Mark D. Hill (University of Wisconsin-Madison)
Wednesday, 3.6.2020, 16:00
Zoom Lecture: https://technion.zoom.us/j/92224131182
Computer system performance has improved due to creatively using more transistors (Moore’s Law) in parallel via bit-, instruction-, thread-, and data-level parallelism. With the slowing of technology scaling, a way to further improve computer system performance under energy constraints is to employ hardware accelerators. Each accelerator is a hardware component that executes a targeted computation class faster and usually with (much) less energy. Already today, many chips in mobile, edge and cloud computing concurrently employ multiple accelerators in what we call accelerator-level parallelism (ALP).

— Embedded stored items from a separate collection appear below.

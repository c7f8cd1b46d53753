use serde::Deserialize;

/// Number of spaces between symbol and name when a suggestion fills the input
const SELECTION_SEPARATOR: &str = "    ";

/// A single ticker match returned by the search endpoint
///
/// Any extra fields the server includes (source, asset type, ...) are ignored.
#[derive(Debug, Clone, PartialEq, Eq, Deserialize)]
pub struct Suggestion {
    pub symbol: String,
    pub name: String,
}

impl Suggestion {
    pub fn new(symbol: impl Into<String>, name: impl Into<String>) -> Self {
        Self {
            symbol: symbol.into(),
            name: name.into(),
        }
    }

    /// True when the symbol and the name are the same text ignoring case
    ///
    /// Indices often come back with their symbol as their name, which tells
    /// the user nothing.
    pub fn is_self_referential(&self) -> bool {
        self.symbol.to_uppercase() == self.name.to_uppercase()
    }

    /// Name as shown to the user
    ///
    /// Upstream data sometimes arrives with apostrophes still escaped (`\'`).
    pub fn display_name(&self) -> String {
        self.name.replace("\\'", "'")
    }

    /// Text written into the ticker input when this suggestion is picked
    pub fn selection_text(&self) -> String {
        format!("{}{}{}", self.symbol, SELECTION_SEPARATOR, self.display_name())
    }
}

/// Drop self-referential entries, keeping endpoint order
pub fn filter_suggestions(suggestions: Vec<Suggestion>) -> Vec<Suggestion> {
    suggestions
        .into_iter()
        .filter(|s| !s.is_self_referential())
        .collect()
}

#[cfg(test)]
#[path = "suggestion_tests.rs"]
mod suggestion_tests;
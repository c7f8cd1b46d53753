//! Debug-build logging to a file
//!
//! The terminal is owned by the UI, so records go to `tickr.log` in the OS
//! cache directory. Level comes from `TICKR_LOG` (default `info`).

use std::path::PathBuf;

pub const LOG_ENV: &str = "TICKR_LOG";
pub const LOG_FILE: &str = "tickr.log";

pub fn log_path() -> Option<PathBuf> {
    dirs::cache_dir().map(|p| p.join("tickr").join(LOG_FILE))
}

/// Initialise `env_logger`. Only active in debug builds; a no-op otherwise.
pub fn init() {
    #[cfg(debug_assertions)]
    {
        use std::fs::OpenOptions;
        use std::io::Write;

        let Some(path) = log_path() else {
            return;
        };
        if let Some(dir) = path.parent()
            && std::fs::create_dir_all(dir).is_err()
        {
            return;
        }
        let Ok(file) = OpenOptions::new().create(true).append(true).open(&path) else {
            return;
        };

        let result = env_logger::Builder::from_env(env_logger::Env::default().filter_or(LOG_ENV, "info"))
            .target(env_logger::Target::Pipe(Box::new(file)))
            .format(|buf, record| {
                writeln!(
                    buf,
                    "{} [{}] {}: {}",
                    chrono::Local::now().format("%Y-%m-%d %H:%M:%S%.3f"),
                    record.level(),
                    record.target(),
                    record.args()
                )
            })
            .try_init();

        if result.is_ok() {
            log::debug!("Logging to {}", path.display());
        }
    }
}
use axum::{
    extract::{Path, State},
    http::StatusCode,
    response::Json,
    routing::{get, post},
    Router,
};
use std::collections::HashMap;
use std::sync::{Arc, Mutex};
use std::time::Instant;
use uuid::Uuid;

use crate::algorithm::dijkstra::Dijkstra;
use crate::algorithm::solver::{BmsspSolver, SolveOptions};
use crate::algorithm::traits::{ShortestPathAlgorithm, ShortestPathResult};
use crate::graph::{generators, CsrGraph, GraphInput};
use crate::web::models::*;
use crate::{Error, Result};

/// Shared application state
#[derive(Clone, Default)]
pub struct AppState {
    pub sessions: Arc<Mutex<HashMap<Uuid, Session>>>,
}

impl AppState {
    pub fn new() -> Self {
        Self::default()
    }
}

type ApiError = (StatusCode, Json<ErrorResponse>);

/// Create the API router
pub fn create_router() -> Router<AppState> {
    Router::new()
        .route("/api/graphs", post(create_graph))
        .route("/api/graphs/generate", post(generate_graph))
        .route("/api/graphs/:session_id", get(get_graph))
        .route("/api/solve/:session_id", post(solve))
        .route("/api/compare/:session_id", post(compare))
        .route("/api/sessions", get(list_sessions))
        .route("/api/health", get(health_check))
}

fn bad_request(error: &str, message: String) -> ApiError {
    (
        StatusCode::BAD_REQUEST,
        Json(ErrorResponse {
            error: error.to_string(),
            message,
        }),
    )
}

fn not_found(session_id: Uuid) -> ApiError {
    (
        StatusCode::NOT_FOUND,
        Json(ErrorResponse {
            error: "session_not_found".to_string(),
            message: format!("No session {}", session_id),
        }),
    )
}

fn domain_error(err: Error) -> ApiError {
    bad_request("invalid_input", err.to_string())
}

fn store(state: &AppState, graph: CsrGraph) -> SessionInfo {
    let session = Session::new(graph);
    let info = session.info();
    let mut sessions = state.sessions.lock().unwrap();
    sessions.insert(session.id, session);
    info
}

fn lookup(state: &AppState, session_id: Uuid) -> std::result::Result<CsrGraph, ApiError> {
    let sessions = state.sessions.lock().unwrap();
    sessions
        .get(&session_id)
        .map(|s| s.graph.clone())
        .ok_or_else(|| not_found(session_id))
}

/// Build a graph from edge-list or adjacency-list input
pub async fn create_graph(
    State(state): State<AppState>,
    Json(input): Json<GraphInput>,
) -> std::result::Result<Json<SessionInfo>, ApiError> {
    let graph = input.build().map_err(domain_error)?;
    Ok(Json(store(&state, graph)))
}

/// Generate a random graph
pub async fn generate_graph(
    State(state): State<AppState>,
    Json(request): Json<GenerateRequest>,
) -> std::result::Result<Json<SessionInfo>, ApiError> {
    if request.node_count < 2 {
        return Err(bad_request(
            "invalid_node_count",
            "node_count must be at least 2".to_string(),
        ));
    }
    let input = match request.graph_type.as_str() {
        "sparse" => generators::random_sparse(
            request.node_count,
            request.node_count * request.edges_per_node,
            request.seed,
        ),
        "scale-free" => generators::scale_free(
            request.node_count,
            request.edges_per_node.max(1).min(request.node_count - 1),
            request.seed,
        ),
        "grid" => {
            let side = (request.node_count as f64).sqrt().ceil() as usize;
            generators::grid_2d(side, side)
        }
        other => {
            return Err(bad_request(
                "invalid_graph_type",
                format!("Unknown graph type: {}", other),
            ));
        }
    };
    let graph = input.build().map_err(domain_error)?;
    Ok(Json(store(&state, graph)))
}

/// Get session info for a stored graph
pub async fn get_graph(
    State(state): State<AppState>,
    Path(session_id): Path<Uuid>,
) -> std::result::Result<Json<SessionInfo>, ApiError> {
    let sessions = state.sessions.lock().unwrap();
    match sessions.get(&session_id) {
        Some(session) => Ok(Json(session.info())),
        None => Err(not_found(session_id)),
    }
}

fn run_algorithm(
    graph: &CsrGraph,
    options: &SolveOptions,
    name: &str,
) -> Result<(ShortestPathResult, f64)> {
    let started = Instant::now();
    let result = match name {
        "dijkstra" => Dijkstra::new().solve(graph, options)?,
        _ => BmsspSolver::new().solve(graph, options)?,
    };
    Ok((result, started.elapsed().as_secs_f64() * 1000.0))
}

/// Run one algorithm on a stored graph
pub async fn solve(
    State(state): State<AppState>,
    Path(session_id): Path<Uuid>,
    Json(request): Json<SolveRequest>,
) -> std::result::Result<Json<SolveResponse>, ApiError> {
    let graph = lookup(&state, session_id)?;
    let algorithm = request.algorithm.as_deref().unwrap_or("bmssp");
    if algorithm != "bmssp" && algorithm != "dijkstra" {
        return Err(bad_request(
            "invalid_algorithm",
            format!("Unknown algorithm: {}", algorithm),
        ));
    }
    let (result, elapsed_ms) =
        run_algorithm(&graph, &request.options, algorithm).map_err(domain_error)?;
    Ok(Json(SolveResponse::from_result(
        session_id, algorithm, result, elapsed_ms,
    )))
}

/// Run both algorithms and report whether they agree
pub async fn compare(
    State(state): State<AppState>,
    Path(session_id): Path<Uuid>,
    Json(request): Json<SolveRequest>,
) -> std::result::Result<Json<CompareResponse>, ApiError> {
    let graph = lookup(&state, session_id)?;
    let (bmssp, bmssp_ms) =
        run_algorithm(&graph, &request.options, "bmssp").map_err(domain_error)?;
    let (dijkstra, dijkstra_ms) =
        run_algorithm(&graph, &request.options, "dijkstra").map_err(domain_error)?;

    let max_abs_diff = bmssp
        .dist
        .iter()
        .zip(dijkstra.dist.iter())
        .map(|(a, b)| {
            if a.is_infinite() && b.is_infinite() {
                0.0
            } else {
                (a - b).abs()
            }
        })
        .fold(0.0f64, f64::max);

    Ok(Json(CompareResponse {
        session_id,
        source: request.options.source,
        bmssp_ms,
        dijkstra_ms,
        max_abs_diff,
        agree: max_abs_diff <= 1e-9,
    }))
}

/// List stored sessions
pub async fn list_sessions(
    State(state): State<AppState>,
) -> Json<Vec<SessionInfo>> {
    let sessions = state.sessions.lock().unwrap();
    let mut infos: Vec<SessionInfo> = sessions.values().map(Session::info).collect();
    infos.sort_by_key(|info| info.created_at);
    Json(infos)
}

/// Health check endpoint
pub async fn health_check() -> Json<serde_json::Value> {
    Json(serde_json::json!({ "status": "ok" }))
}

This talk develops our hypothesis that ALP will spread to computer systems more broadly. ALP is a promising way to dramatically improve power-performance to enable broad, future use of deep AI, virtual reality, self-driving cars, etc. To this end, we review past parallelism levels and the ALP already present in mobile systems on a chip (SoCs). We then aid understanding of ALP with the Gables model and charge computer science researchers to develop better ALP “best practices” for: targeting accelerators, managing accelerator concurrency, choreographing inter-accelerator communication, and productively programming accelerators. This joint work with Vijay Janapa Reddi of Harvard. See also: https://www.sigarch.org/accelerator-level-parallelism/
Mark D. Hill (http://www.cs.wisc.edu/~markhill) is John P. Morgridge Professor and Gene M. Amdahl Professor of Computer Sciences at the University of Wisconsin-Madison, where he also has a courtesy appointment in Electrical and Computer Engineering. His research interests include parallel-computer system design, memory system design, and computer simulation. He received the 2019 Eckert-Mauchly Award and is a fellow of IEEE and the ACM. He serves as Chair of the Computer Community Consortium (2018-19) and served as Wisconsin Computer Sciences Department Chair 2014-2017. Hill has a PhD in computer science from the University of California, Berkeley.